La richesse des bas-fonds

par Loïc Chahine · publié lundi 21 aout 2017 ·

Pour son premier disque, l’ensemble I Bassifondi s’est plongé dans le vaste répertoire du xviie siècle pour la guitare. Si le codex Saldívar, recueillant des pièces de Santiago de Murcia n’est pas totalement inconnu des amateurs de musique ancienne, non plus que le nom de Corbetta (qui fut professeur de guitare du Roi Soleil), bien des italiens demeurent encore dans l’ombre : qui connaît Valdembrini, Carbonchi, Bartolotti, Foscarini ? C’est à ce dernier que cet Alfabeto falso emprunte son titre.

L’alfabeto, dans le répertoire pour guitare baroque, est un système de notation des accords. À chaque lettre est associée un accord, ce qui accélère la notation et la lecture. Ainsi, au lieu d’écrire, en tablature :

(c’est-à-dire si, ré, sol, ré, sol) on peut simplement noter A. Il faut noter que ces lettres ne correspondent en rien à la notation anglo-saxone. A, par exemple, n’est pas l’accord de la (ni majeur, ni mineur), mais un accord de sol majeur ; B est do majeur, etc. À cet alphabet ordinaire, Foscarini ajoute un « alfabeto dissonante », où l’accord A+ est

c’est-à-dire si, ré, sol, ré, mi, soit un accord fort dissonant, en effet.

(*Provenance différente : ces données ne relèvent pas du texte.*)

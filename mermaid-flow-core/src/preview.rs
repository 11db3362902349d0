//! Preview sessions and the panel → host command protocol.
//!
//! A [`PreviewSession`] is created once per successful extraction and keeps
//! the diagram source for the lifetime of its panel. The panel speaks a closed
//! command set, [`PanelCommand`]; anything else is rejected by
//! [`PanelCommand::parse`] before it reaches a session.

use serde::{Deserialize, Serialize};
use std::path::PathBuf;
use tracing::{error, info};
use uuid::Uuid;

use crate::contract::{Clipboard, Notifier, SaveDialog};
use crate::error::{CommandError, PersistenceError};
use crate::extract::ExtractedDiagram;

/// Suggested file name offered by the save dialog on export.
pub const DEFAULT_EXPORT_FILENAME: &str = "mermaid-diagram.svg";

/// Rendering library loaded inside the panel.
pub const MERMAID_SCRIPT_URL: &str = "https://cdn.jsdelivr.net/npm/mermaid@10/dist/mermaid.min.js";

const PANEL_TITLE: &str = "Mermaid Preview";

/// Diagram source backing one open panel.
#[derive(Debug, Clone, PartialEq, Eq)]
pub struct PreviewSession {
    id: Uuid,
    diagram_code: String,
}

/// Messages a panel may send to the host.
#[derive(Debug, Clone, PartialEq, Eq, Serialize, Deserialize)]
#[serde(tag = "command")]
pub enum PanelCommand {
    /// Save the rendered SVG markup the panel sends along.
    #[serde(rename = "downloadSVG")]
    ExportRendered { data: String },
    /// Copy the stored diagram source, not the rendered output.
    #[serde(rename = "copyMermaidCode")]
    CopySource,
}

/// What a command did.
#[derive(Debug)]
pub enum CommandOutcome {
    Saved(PathBuf),
    Copied,
    /// The user dismissed the save dialog. Nothing was written or reported.
    Cancelled,
    Failed(PersistenceError),
}

impl PanelCommand {
    const KNOWN: [&'static str; 2] = ["downloadSVG", "copyMermaidCode"];

    /// Decode a raw panel message. Unknown command names are an error.
    pub fn parse(message: &str) -> Result<Self, CommandError> {
        let value: serde_json::Value =
            serde_json::from_str(message).map_err(|e| CommandError::Malformed(e.to_string()))?;
        let name = value
            .get("command")
            .and_then(|c| c.as_str())
            .ok_or_else(|| CommandError::Malformed("missing \"command\" field".into()))?;
        if !Self::KNOWN.contains(&name) {
            return Err(CommandError::Unknown(name.to_string()));
        }
        serde_json::from_value(value).map_err(|e| CommandError::Malformed(e.to_string()))
    }
}

impl PreviewSession {
    pub fn new(diagram: ExtractedDiagram) -> Self {
        Self {
            id: Uuid::new_v4(),
            diagram_code: diagram.code,
        }
    }

    pub fn id(&self) -> Uuid {
        self.id
    }

    /// Source stored at creation; never changed by panel interaction.
    pub fn diagram_code(&self) -> &str {
        &self.diagram_code
    }

    /// Path the panel posts commands to.
    pub fn command_path(&self) -> String {
        format!("/sessions/{}/command", self.id)
    }

    /// Path the panel notifies when it is closed.
    pub fn close_path(&self) -> String {
        format!("/sessions/{}/close", self.id)
    }

    /// Service one command. Success and failure are each reported once through
    /// `notifier`; a cancelled save is silent.
    pub async fn handle(
        &self,
        command: PanelCommand,
        dialog: &dyn SaveDialog,
        clipboard: &dyn Clipboard,
        notifier: &dyn Notifier,
    ) -> CommandOutcome {
        match command {
            PanelCommand::ExportRendered { data } => self.export(data, dialog, notifier).await,
            PanelCommand::CopySource => match clipboard.write_text(&self.diagram_code).await {
                Ok(()) => {
                    info!(session = %self.id, len = self.diagram_code.len(), "Copied Mermaid code");
                    notifier.info("Mermaid code copied to clipboard.");
                    CommandOutcome::Copied
                }
                Err(e) => {
                    error!(session = %self.id, error = %e, "Clipboard write failed");
                    notifier.error(&e.to_string());
                    CommandOutcome::Failed(e)
                }
            },
        }
    }

    async fn export(
        &self,
        data: String,
        dialog: &dyn SaveDialog,
        notifier: &dyn Notifier,
    ) -> CommandOutcome {
        let path = match dialog.pick_save_location(DEFAULT_EXPORT_FILENAME).await {
            Ok(Some(path)) => path,
            Ok(None) => {
                info!(session = %self.id, "Export cancelled by user");
                return CommandOutcome::Cancelled;
            }
            Err(e) => {
                error!(session = %self.id, error = %e, "Save dialog failed");
                notifier.error(&e.to_string());
                return CommandOutcome::Failed(e);
            }
        };

        match tokio::fs::write(&path, data.as_bytes()).await {
            Ok(()) => {
                info!(session = %self.id, path = %path.display(), size = data.len(), "Saved SVG");
                notifier.info(&format!("SVG saved to {}", path.display()));
                CommandOutcome::Saved(path)
            }
            Err(source) => {
                let e = PersistenceError::Write { path, source };
                error!(session = %self.id, error = %e, "Writing SVG failed");
                notifier.error(&e.to_string());
                CommandOutcome::Failed(e)
            }
        }
    }
}

const PAGE_TEMPLATE: &str = r#"<!DOCTYPE html>
<html lang="en">
<head>
    <meta charset="UTF-8">
    <meta name="viewport" content="width=device-width, initial-scale=1.0">
    <title>__TITLE__</title>
    <style>
        body { font-family: sans-serif; margin: 0; }
        .toolbar { display: flex; gap: 8px; padding: 8px; border-bottom: 1px solid #ddd; }
        #diagram { padding: 16px; overflow: auto; }
        #error { color: #b00020; white-space: pre-wrap; padding: 16px; }
    </style>
</head>
<body>
    <div class="toolbar">
        <button id="download">Download SVG</button>
        <button id="copy">Copy Mermaid code</button>
    </div>
    <div id="diagram"></div>
    <div id="error"></div>
    <script src="__MERMAID_SCRIPT__"></script>
    <script>
        window.MERMAID_SOURCE = __SOURCE__;
        const COMMAND_URL = "__COMMAND_URL__";
        const CLOSE_URL = "__CLOSE_URL__";

        function send(message) {
            return fetch(COMMAND_URL, {
                method: 'POST',
                headers: { 'Content-Type': 'application/json' },
                body: JSON.stringify(message)
            });
        }

        async function draw() {
            mermaid.initialize({ startOnLoad: false, securityLevel: 'strict' });
            try {
                const { svg } = await mermaid.render('mermaid-flow-graph', window.MERMAID_SOURCE);
                document.getElementById('diagram').innerHTML = svg;
            } catch (err) {
                document.getElementById('error').textContent = 'Could not render diagram: ' + err;
            }
        }

        document.getElementById('download').addEventListener('click', () => {
            const svg = document.querySelector('#diagram svg');
            if (svg) {
                send({ command: 'downloadSVG', data: new XMLSerializer().serializeToString(svg) });
            }
        });
        document.getElementById('copy').addEventListener('click', () => {
            send({ command: 'copyMermaidCode' });
        });
        window.addEventListener('pagehide', (event) => {
            if (!event.persisted) {
                navigator.sendBeacon(CLOSE_URL);
            }
        });

        draw();
    </script>
</body>
</html>
"#;

/// Standalone HTML for a session's panel.
///
/// The diagram source is injected as the page variable `window.MERMAID_SOURCE`,
/// never spliced into markup.
pub fn render_page(session: &PreviewSession) -> String {
    PAGE_TEMPLATE
        .replace("__TITLE__", PANEL_TITLE)
        .replace("__MERMAID_SCRIPT__", MERMAID_SCRIPT_URL)
        .replace("__COMMAND_URL__", &session.command_path())
        .replace("__CLOSE_URL__", &session.close_path())
        .replace("__SOURCE__", &script_string_literal(&session.diagram_code))
}

/// JSON string literal that is also safe inside a `<script>` element.
fn script_string_literal(text: &str) -> String {
    let json = serde_json::to_string(text).unwrap_or_else(|_| "\"\"".to_string());
    let mut out = String::with_capacity(json.len());
    for ch in json.chars() {
        match ch {
            '<' => out.push_str("\\u003c"),
            '>' => out.push_str("\\u003e"),
            '&' => out.push_str("\\u0026"),
            '\u{2028}' => out.push_str("\\u2028"),
            '\u{2029}' => out.push_str("\\u2029"),
            c => out.push(c),
        }
    }
    out
}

Si le répertoire est noté pour guitare seule, Simone Vallerotonda est ici rejoint par Josep Maria Marti Duran au colachon (colascione) basse et Gabriele Miracle aux percussions — percussions diverses et variées inspirées par « la tradition populaire avec sa profonde sagesse » : « tamis, bouteilles de verres, planches pour laver le linge »…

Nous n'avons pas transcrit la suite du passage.